Nous sommes les Amériques : une fusion unique de couleurs, de cultures et d’idées; une communauté cosmique, comme le veut un concept mexicain, une communauté cosmique qui s’étend de la Terre de feu, terrain aride de l’Argentine, jusqu’à la toundra de Tuktoyaktuk dans l’Arctique canadien.
Notre essence est enracinée dans les civilisations florissantes des Amériques de l’époque précoloniale, dans la sagesse ancienne de l’Afrique, dans l’esprit aventurier de l’Europe, et dans la ténacité et la détermination de l’Asie.
Ne l’oublions pas! Nous sommes les héritiers d’une fabuleuse histoire faite de courage, de ténacité et de solidarité.
C’est l’histoire de millions de femmes et d’hommes, libres et esclaves, qui ont uni leurs efforts pour briser le carcan de l’empire, de l’esclavage et de la tyrannie, pour donner une voix aux sans-voix et pour que partout triomphent la liberté, l’égalité et la démocratie.

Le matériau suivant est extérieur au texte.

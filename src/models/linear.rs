//! Linear model families used for the outcome targets.
//!
//! Every family fits `y = w·x + b` on intercept-centered data and persists
//! only the fitted weights, so prediction is identical across families.

use crate::error::{PipelineError, Result};
use ndarray::{Array1, Array2, Axis};
use serde::{Deserialize, Serialize};

fn default_max_iter() -> usize {
    1000
}

fn default_tol() -> f64 {
    1e-6
}

/// Model family and hyperparameters, as declared per target in configuration.
#[derive(Debug, Clone, PartialEq, Serialize, Deserialize)]
#[serde(tag = "type")]
pub enum ModelKind {
    /// Ordinary least squares
    LinearRegression,
    /// L2-regularized least squares
    Ridge { alpha: f64 },
    /// L1-regularized least squares (coordinate descent)
    Lasso {
        alpha: f64,
        #[serde(default = "default_max_iter")]
        max_iter: usize,
        #[serde(default = "default_tol")]
        tol: f64,
    },
    /// Mixed L1/L2 regularization (coordinate descent)
    ElasticNet {
        alpha: f64,
        l1_ratio: f64,
        #[serde(default = "default_max_iter")]
        max_iter: usize,
        #[serde(default = "default_tol")]
        tol: f64,
    },
}

impl ModelKind {
    pub fn lasso(alpha: f64) -> Self {
        ModelKind::Lasso {
            alpha,
            max_iter: default_max_iter(),
            tol: default_tol(),
        }
    }

    pub fn elastic_net(alpha: f64, l1_ratio: f64) -> Self {
        ModelKind::ElasticNet {
            alpha,
            l1_ratio,
            max_iter: default_max_iter(),
            tol: default_tol(),
        }
    }

    /// Family name recorded in the metadata file.
    pub fn name(&self) -> &'static str {
        match self {
            ModelKind::LinearRegression => "LinearRegression",
            ModelKind::Ridge { .. } => "Ridge",
            ModelKind::Lasso { .. } => "Lasso",
            ModelKind::ElasticNet { .. } => "ElasticNet",
        }
    }

    /// Fit a model of this family.
    pub fn fit(&self, x: &Array2<f64>, y: &Array1<f64>) -> Result<LinearModel> {
        let n_samples = x.nrows();
        if n_samples == 0 {
            return Err(PipelineError::Training("cannot fit on zero rows".to_string()));
        }
        if n_samples != y.len() {
            return Err(PipelineError::Training(format!(
                "expected {} target values, got {}",
                n_samples,
                y.len()
            )));
        }

        let x_mean = x
            .mean_axis(Axis(0))
            .ok_or_else(|| PipelineError::Training("empty feature matrix".to_string()))?;
        let y_mean = y.mean().unwrap_or(0.0);
        let x_c = x - &x_mean.view().insert_axis(Axis(0));
        let y_c = y - y_mean;

        let weights = match *self {
            ModelKind::LinearRegression => solve_normal_equations(&x_c, &y_c, 0.0)?,
            ModelKind::Ridge { alpha } => solve_normal_equations(&x_c, &y_c, alpha)?,
            ModelKind::Lasso {
                alpha,
                max_iter,
                tol,
            } => coordinate_descent(&x_c, &y_c, alpha, 0.0, max_iter, tol),
            ModelKind::ElasticNet {
                alpha,
                l1_ratio,
                max_iter,
                tol,
            } => {
                let l1 = alpha * l1_ratio;
                let l2 = alpha * (1.0 - l1_ratio);
                coordinate_descent(&x_c, &y_c, l1, l2, max_iter, tol)
            }
        };

        let intercept = y_mean - weights.dot(&x_mean);

        Ok(LinearModel {
            kind: self.clone(),
            n_features: weights.len(),
            coefficients: weights.to_vec(),
            intercept,
        })
    }
}

/// A fitted linear model.
#[derive(Debug, Clone, PartialEq, Serialize, Deserialize)]
pub struct LinearModel {
    pub kind: ModelKind,
    /// Feature vector width the model was fitted on
    pub n_features: usize,
    pub coefficients: Vec<f64>,
    pub intercept: f64,
}

impl LinearModel {
    pub fn n_features(&self) -> usize {
        self.n_features
    }

    /// Whether the declared width matches the stored weights.
    pub fn is_consistent(&self) -> bool {
        self.n_features == self.coefficients.len()
    }

    /// Predict a single feature vector.
    pub fn predict_one(&self, features: &[f64]) -> Result<f64> {
        if features.len() != self.coefficients.len() {
            return Err(PipelineError::Inference(format!(
                "{} model expects {} features, got {}",
                self.kind.name(),
                self.coefficients.len(),
                features.len()
            )));
        }
        Ok(self
            .coefficients
            .iter()
            .zip(features)
            .map(|(w, x)| w * x)
            .sum::<f64>()
            + self.intercept)
    }

    /// Predict every row of a matrix.
    pub fn predict(&self, x: &Array2<f64>) -> Result<Array1<f64>> {
        if x.ncols() != self.coefficients.len() {
            return Err(PipelineError::Inference(format!(
                "{} model expects {} features, got {}",
                self.kind.name(),
                self.coefficients.len(),
                x.ncols()
            )));
        }
        let w = Array1::from(self.coefficients.clone());
        Ok(x.dot(&w) + self.intercept)
    }
}

/// Solve `(XᵀX + αI) w = Xᵀy`.
fn solve_normal_equations(x: &Array2<f64>, y: &Array1<f64>, alpha: f64) -> Result<Array1<f64>> {
    let mut xtx = x.t().dot(x);
    if alpha > 0.0 {
        for i in 0..xtx.nrows() {
            xtx[[i, i]] += alpha;
        }
    }
    let xty = x.t().dot(y);

    if let Some(w) = cholesky_solve(&xtx, &xty) {
        return Ok(w);
    }

    // Retry with a small jitter on the diagonal before giving up on Cholesky
    let n = xtx.nrows().max(1);
    let jitter = 1e-8 * xtx.diag().iter().map(|v| v.abs()).sum::<f64>() / n as f64;
    let mut jittered = xtx.clone();
    for i in 0..jittered.nrows() {
        jittered[[i, i]] += jitter.max(1e-12);
    }
    if let Some(w) = cholesky_solve(&jittered, &xty) {
        return Ok(w);
    }

    gauss_jordan_solve(&xtx, &xty).ok_or_else(|| {
        PipelineError::Training("normal equations are singular".to_string())
    })
}

/// Cholesky solve of a symmetric positive-definite system.
fn cholesky_solve(a: &Array2<f64>, b: &Array1<f64>) -> Option<Array1<f64>> {
    let n = a.nrows();
    if n != a.ncols() || n != b.len() {
        return None;
    }

    let mut l = Array2::<f64>::zeros((n, n));
    for i in 0..n {
        for j in 0..=i {
            let sum: f64 = (0..j).map(|k| l[[i, k]] * l[[j, k]]).sum();
            if i == j {
                let diag = a[[i, i]] - sum;
                if diag <= 0.0 {
                    return None;
                }
                l[[i, j]] = diag.sqrt();
            } else {
                l[[i, j]] = (a[[i, j]] - sum) / l[[j, j]];
            }
        }
    }

    // L z = b
    let mut z = Array1::<f64>::zeros(n);
    for i in 0..n {
        let sum: f64 = (0..i).map(|j| l[[i, j]] * z[j]).sum();
        z[i] = (b[i] - sum) / l[[i, i]];
    }

    // Lᵀ w = z
    let mut w = Array1::<f64>::zeros(n);
    for i in (0..n).rev() {
        let sum: f64 = ((i + 1)..n).map(|j| l[[j, i]] * w[j]).sum();
        w[i] = (z[i] - sum) / l[[i, i]];
    }

    Some(w)
}

/// Gauss-Jordan elimination with partial pivoting.
fn gauss_jordan_solve(a: &Array2<f64>, b: &Array1<f64>) -> Option<Array1<f64>> {
    let n = a.nrows();
    let mut aug = Array2::<f64>::zeros((n, n + 1));
    for i in 0..n {
        for j in 0..n {
            aug[[i, j]] = a[[i, j]];
        }
        aug[[i, n]] = b[i];
    }

    for col in 0..n {
        let pivot_row = (col..n).max_by(|&r1, &r2| {
            aug[[r1, col]]
                .abs()
                .partial_cmp(&aug[[r2, col]].abs())
                .unwrap_or(std::cmp::Ordering::Equal)
        })?;
        if aug[[pivot_row, col]].abs() < 1e-12 {
            return None;
        }
        if pivot_row != col {
            for j in 0..=n {
                aug.swap([col, j], [pivot_row, j]);
            }
        }

        let pivot = aug[[col, col]];
        for j in 0..=n {
            aug[[col, j]] /= pivot;
        }
        for row in 0..n {
            if row != col {
                let factor = aug[[row, col]];
                if factor != 0.0 {
                    for j in 0..=n {
                        aug[[row, j]] -= factor * aug[[col, j]];
                    }
                }
            }
        }
    }

    Some(aug.column(n).to_owned())
}

fn soft_threshold(value: f64, threshold: f64) -> f64 {
    if value > threshold {
        value - threshold
    } else if value < -threshold {
        value + threshold
    } else {
        0.0
    }
}

/// Coordinate descent for
/// `(1/2n)‖y − Xw‖² + l1‖w‖₁ + (l2/2)‖w‖²` on centered data.
fn coordinate_descent(
    x: &Array2<f64>,
    y: &Array1<f64>,
    l1: f64,
    l2: f64,
    max_iter: usize,
    tol: f64,
) -> Array1<f64> {
    let n_samples = x.nrows() as f64;
    let n_features = x.ncols();

    let col_norms: Vec<f64> = (0..n_features)
        .map(|j| x.column(j).mapv(|v| v * v).sum())
        .collect();

    let l1_scaled = l1 * n_samples;
    let l2_scaled = l2 * n_samples;

    let mut w = Array1::<f64>::zeros(n_features);
    let mut residual = y.clone();

    for _ in 0..max_iter {
        let mut max_delta = 0.0_f64;

        for j in 0..n_features {
            if col_norms[j] < 1e-15 {
                w[j] = 0.0;
                continue;
            }
            let column = x.column(j);
            let old = w[j];
            let rho = column.dot(&residual) + col_norms[j] * old;
            let new = soft_threshold(rho, l1_scaled) / (col_norms[j] + l2_scaled);
            let delta = old - new;
            if delta != 0.0 {
                residual.scaled_add(delta, &column);
                w[j] = new;
                max_delta = max_delta.max(delta.abs());
            }
        }

        if max_delta < tol {
            break;
        }
    }

    w
}

#[cfg(test)]
mod tests {
    use super::*;
    use ndarray::array;

    fn linear_data() -> (Array2<f64>, Array1<f64>) {
        // y = 2*x1 + 3*x2 + 1
        let x = array![
            [1.0, 1.0],
            [2.0, 1.0],
            [1.0, 2.0],
            [2.0, 2.0],
            [3.0, 1.0],
            [4.0, 3.0],
        ];
        let y = x.map_axis(Axis(1), |row| 2.0 * row[0] + 3.0 * row[1] + 1.0);
        (x, y)
    }

    #[test]
    fn test_linear_regression_recovers_coefficients() {
        let (x, y) = linear_data();
        let model = ModelKind::LinearRegression.fit(&x, &y).unwrap();

        assert!((model.coefficients[0] - 2.0).abs() < 1e-8);
        assert!((model.coefficients[1] - 3.0).abs() < 1e-8);
        assert!((model.intercept - 1.0).abs() < 1e-8);
        assert!((model.predict_one(&[5.0, 5.0]).unwrap() - 26.0).abs() < 1e-8);
    }

    #[test]
    fn test_ridge_shrinks_coefficients() {
        let (x, y) = linear_data();
        let ols = ModelKind::LinearRegression.fit(&x, &y).unwrap();
        let ridge = ModelKind::Ridge { alpha: 10.0 }.fit(&x, &y).unwrap();

        let norm = |m: &LinearModel| m.coefficients.iter().map(|c| c * c).sum::<f64>();
        assert!(norm(&ridge) < norm(&ols));
    }

    #[test]
    fn test_lasso_zeroes_irrelevant_feature() {
        // Second column carries no signal
        let x = array![
            [1.0, 0.5],
            [2.0, -0.5],
            [3.0, 0.5],
            [4.0, -0.5],
            [5.0, 0.5],
            [6.0, -0.5],
        ];
        let y = array![2.0, 4.0, 6.0, 8.0, 10.0, 12.0];
        let model = ModelKind::lasso(0.1).fit(&x, &y).unwrap();

        assert_eq!(model.coefficients[1], 0.0);
        assert!((model.coefficients[0] - 2.0).abs() < 0.1);
    }

    #[test]
    fn test_elastic_net_predicts_reasonably() {
        let (x, y) = linear_data();
        let model = ModelKind::elastic_net(0.01, 0.5).fit(&x, &y).unwrap();
        let predictions = model.predict(&x).unwrap();

        for (p, t) in predictions.iter().zip(y.iter()) {
            assert!((p - t).abs() < 0.5, "prediction {} too far from {}", p, t);
        }
    }

    #[test]
    fn test_constant_column_is_tolerated() {
        let x = array![[1.0, 0.0], [2.0, 0.0], [3.0, 0.0], [4.0, 0.0]];
        let y = array![3.0, 5.0, 7.0, 9.0];
        let model = ModelKind::LinearRegression.fit(&x, &y).unwrap();

        assert!((model.coefficients[0] - 2.0).abs() < 1e-6);
        assert!(model.coefficients[1].abs() < 1e-6);
    }

    #[test]
    fn test_predict_rejects_wrong_width() {
        let (x, y) = linear_data();
        let model = ModelKind::LinearRegression.fit(&x, &y).unwrap();
        assert!(matches!(
            model.predict_one(&[1.0]),
            Err(PipelineError::Inference(_))
        ));
    }

    #[test]
    fn test_fit_rejects_mismatched_target() {
        let (x, _) = linear_data();
        let y = array![1.0, 2.0];
        assert!(matches!(
            ModelKind::LinearRegression.fit(&x, &y),
            Err(PipelineError::Training(_))
        ));
    }

    #[test]
    fn test_model_kind_serialization() {
        let json = serde_json::to_string(&ModelKind::lasso(0.1)).unwrap();
        assert!(json.contains(r#""type":"Lasso""#));

        let kind: ModelKind = serde_json::from_str(r#"{"type": "Ridge", "alpha": 1.0}"#).unwrap();
        assert_eq!(kind, ModelKind::Ridge { alpha: 1.0 });

        let kind: ModelKind = serde_json::from_str(r#"{"type": "Lasso", "alpha": 0.5}"#).unwrap();
        assert_eq!(kind, ModelKind::lasso(0.5));
        assert_eq!(kind.name(), "Lasso");
    }
}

Ce combat se poursuit jusqu’à maintenant.
Car les citoyennes et les citoyens de toutes les Amériques tentent de redéfinir le lien social afin que toutes et tous aient une chance égale de se réaliser pleinement et d’acquérir l’énergie, l’énergie créatrice de la jeune génération.
Or, ce travail ne peut se faire dans les coulisses.
Notre histoire nous enseigne d’ailleurs que le changement social implique familles et amis.
Qu’il émerge sur les coins de rue du barrio ou de la favela, dans les champs et les vergers des campagnes, et au cœur des petits villages et des réserves.
Qu’il se poursuit au sein d’organisations communautaires, d’universités, d’institutions culturelles et publiques et de coalitions citoyennes.
Il est souvent inspiré par une quête « d’égalité » plus élevée, plus universelle, comme l’a exprimé un jour le grand libérateur de l’Amérique du Sud, Simon Bolivar, « visant à reformer… l’espèce humaine… en un tout. »
Nous savons tous que les enjeux sont de taille dans les Amériques.
Les disparités entre les riches et les pauvres—entre les élites et nos populations indigènes et de descendance africaine—ne font qu’exacerber l’exclusion et l’aliénation sociales.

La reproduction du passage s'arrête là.